Collected data entries
....

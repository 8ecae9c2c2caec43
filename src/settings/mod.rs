//! Typed guild settings form.
//!
//! [`SettingsField`] enumerates every editable field with its wire key.
//! [`GuildSettings::from_server`] and [`GuildSettings::to_payload`] are the
//! only two conversions between the backend's flat object and the form.

pub mod suggest;

use std::fmt;
use std::str::FromStr;

use serde_json::Value;

use crate::api::types::SettingsMap;

/// Form section a field is shown under.
#[derive(Debug, Clone, Copy, PartialEq, Eq)]
pub enum Section {
    Core,
    Channels,
    Roles,
    Software,
    Advanced,
}

impl fmt::Display for Section {
    fn fmt(&self, f: &mut fmt::Formatter<'_>) -> fmt::Result {
        match self {
            Self::Core => write!(f, "CORE"),
            Self::Channels => write!(f, "CHANNELS"),
            Self::Roles => write!(f, "ROLES"),
            Self::Software => write!(f, "SOFTWARE"),
            Self::Advanced => write!(f, "ADVANCED"),
        }
    }
}

/// One editable guild setting.
#[derive(Debug, Clone, Copy, PartialEq, Eq, Hash, PartialOrd, Ord)]
pub enum SettingsField {
    Prefix,
    Vibe,
    WelcomeChannel,
    LogChannel,
    RulesChannel,
    RoleRequestChannel,
    VerificationChannel,
    LevelingChannel,
    GeneralChannel,
    VerifiedRole,
    UnverifiedRole,
    MutedRole,
    AeRole,
    AmRole,
    CapcutRole,
    PrRole,
    PsRole,
    AestheticOverlay,
    CustomSystemPrompt,
    RolesChannel,
}

impl SettingsField {
    /// Every field, in form order.
    pub const ALL: [SettingsField; 20] = [
        Self::Prefix,
        Self::Vibe,
        Self::WelcomeChannel,
        Self::LogChannel,
        Self::RulesChannel,
        Self::RoleRequestChannel,
        Self::VerificationChannel,
        Self::LevelingChannel,
        Self::GeneralChannel,
        Self::VerifiedRole,
        Self::UnverifiedRole,
        Self::MutedRole,
        Self::AeRole,
        Self::AmRole,
        Self::CapcutRole,
        Self::PrRole,
        Self::PsRole,
        Self::AestheticOverlay,
        Self::CustomSystemPrompt,
        Self::RolesChannel,
    ];

    /// Key in the backend's settings object.
    pub fn key(self) -> &'static str {
        match self {
            Self::Prefix => "prefix",
            Self::Vibe => "vibe",
            Self::WelcomeChannel => "welcome_channel",
            Self::LogChannel => "log_channel",
            Self::RulesChannel => "rules_channel",
            Self::RoleRequestChannel => "role_request_channel",
            Self::VerificationChannel => "verification_channel",
            Self::LevelingChannel => "leveling_channel",
            Self::GeneralChannel => "general_channel",
            Self::VerifiedRole => "verified_role",
            Self::UnverifiedRole => "unverified_role",
            Self::MutedRole => "muted_role",
            Self::AeRole => "ae_role",
            Self::AmRole => "am_role",
            Self::CapcutRole => "capcut_role",
            Self::PrRole => "pr_role",
            Self::PsRole => "ps_role",
            Self::AestheticOverlay => "aesthetic_overlay",
            Self::CustomSystemPrompt => "custom_system_prompt",
            Self::RolesChannel => "roles_channel",
        }
    }

    pub fn label(self) -> &'static str {
        match self {
            Self::Prefix => "Command prefix",
            Self::Vibe => "Vibe",
            Self::WelcomeChannel => "Welcome channel",
            Self::LogChannel => "Log channel",
            Self::RulesChannel => "Rules channel",
            Self::RoleRequestChannel => "Role request channel",
            Self::VerificationChannel => "Verification channel",
            Self::LevelingChannel => "Leveling channel",
            Self::GeneralChannel => "General channel",
            Self::VerifiedRole => "Verified role",
            Self::UnverifiedRole => "Unverified role",
            Self::MutedRole => "Muted role",
            Self::AeRole => "After Effects role",
            Self::AmRole => "Alight Motion role",
            Self::CapcutRole => "CapCut role",
            Self::PrRole => "Premiere Pro role",
            Self::PsRole => "Photoshop role",
            Self::AestheticOverlay => "Aesthetic overlay",
            Self::CustomSystemPrompt => "Custom system prompt",
            Self::RolesChannel => "Roles channel",
        }
    }

    pub fn section(self) -> Section {
        match self {
            Self::Prefix | Self::Vibe => Section::Core,
            Self::WelcomeChannel
            | Self::LogChannel
            | Self::RulesChannel
            | Self::RoleRequestChannel
            | Self::VerificationChannel
            | Self::LevelingChannel
            | Self::GeneralChannel => Section::Channels,
            Self::VerifiedRole | Self::UnverifiedRole | Self::MutedRole => Section::Roles,
            Self::AeRole | Self::AmRole | Self::CapcutRole | Self::PrRole | Self::PsRole => {
                Section::Software
            }
            Self::AestheticOverlay | Self::CustomSystemPrompt | Self::RolesChannel => {
                Section::Advanced
            }
        }
    }

    /// Value the form shows when the backend omits the field.
    pub fn fallback(self) -> &'static str {
        match self {
            Self::Prefix => "!",
            Self::Vibe => "chill",
            _ => "",
        }
    }
}

impl fmt::Display for SettingsField {
    fn fmt(&self, f: &mut fmt::Formatter<'_>) -> fmt::Result {
        f.write_str(self.key())
    }
}

impl FromStr for SettingsField {
    type Err = String;

    fn from_str(s: &str) -> Result<Self, Self::Err> {
        let wanted = s.trim().to_ascii_lowercase().replace('-', "_");
        Self::ALL
            .into_iter()
            .find(|field| field.key() == wanted)
            .ok_or_else(|| format!("unknown settings field '{s}'"))
    }
}

/// The settings form for one guild.
#[derive(Debug, Clone, PartialEq, Eq)]
pub struct GuildSettings {
    values: [String; 20],
}

impl Default for GuildSettings {
    /// An empty form with every fallback filled in.
    fn default() -> Self {
        Self {
            values: SettingsField::ALL.map(|field| field.fallback().to_string()),
        }
    }
}

impl GuildSettings {
    /// Model → form. Missing or falsy values (null, `""`, `0`, `false`) take
    /// the field's fallback.
    pub fn from_server(settings: &SettingsMap) -> Self {
        Self {
            values: SettingsField::ALL.map(|field| {
                settings
                    .get(field.key())
                    .and_then(display_value)
                    .unwrap_or_else(|| field.fallback().to_string())
            }),
        }
    }

    /// Form → model. Every field is sent, as a string.
    pub fn to_payload(&self) -> SettingsMap {
        SettingsField::ALL
            .into_iter()
            .map(|field| (field.key().to_string(), Value::String(self.get(field).to_string())))
            .collect()
    }

    pub fn get(&self, field: SettingsField) -> &str {
        &self.values[index_of(field)]
    }

    pub fn set(&mut self, field: SettingsField, value: impl Into<String>) {
        self.values[index_of(field)] = value.into();
    }

    /// `(field, value)` pairs in form order.
    pub fn iter(&self) -> impl Iterator<Item = (SettingsField, &str)> {
        SettingsField::ALL
            .into_iter()
            .map(move |field| (field, self.get(field)))
    }

    /// Copy backend-proposed `key → id` mappings into the form. Unknown keys
    /// and falsy values are skipped. Returns how many fields were set.
    pub fn apply_mappings(&mut self, mappings: &SettingsMap) -> usize {
        let mut applied = 0;
        for (key, value) in mappings {
            let (Ok(field), Some(text)) = (key.parse::<SettingsField>(), display_value(value))
            else {
                continue;
            };
            self.set(field, text);
            applied += 1;
        }
        applied
    }

    /// Apply `key=value` assignments. Nothing changes if any key is unknown.
    pub fn apply_assignments<S: AsRef<str>>(&mut self, assignments: &[S]) -> Result<(), String> {
        let mut parsed = Vec::with_capacity(assignments.len());
        for raw in assignments {
            let raw = raw.as_ref();
            let (key, value) = raw
                .split_once('=')
                .ok_or_else(|| format!("expected key=value, got '{raw}'"))?;
            parsed.push((key.parse::<SettingsField>()?, value.to_string()));
        }
        for (field, value) in parsed {
            self.set(field, value);
        }
        Ok(())
    }
}

fn index_of(field: SettingsField) -> usize {
    field as usize
}

/// Render a JSON value as form text; `None` for JS-falsy values.
fn display_value(value: &Value) -> Option<String> {
    match value {
        Value::Null | Value::Bool(false) => None,
        Value::String(s) if s.is_empty() => None,
        Value::String(s) => Some(s.clone()),
        Value::Number(n) if n.as_f64() == Some(0.0) => None,
        Value::Number(n) => Some(n.to_string()),
        Value::Bool(true) => Some("true".to_string()),
        other => Some(other.to_string()),
    }
}

// ---------------------------------------------------------------------------
// Tests
// ---------------------------------------------------------------------------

....

Aim of the task
Write out every line from the data above that includes "Prefix".

Exercise answer
    Prefix,
        Self::Prefix,
            Self::Prefix => "prefix",
            Self::Prefix => "Command prefix",
            Self::Prefix | Self::Vibe => Section::Core,
            Self::Prefix => "!",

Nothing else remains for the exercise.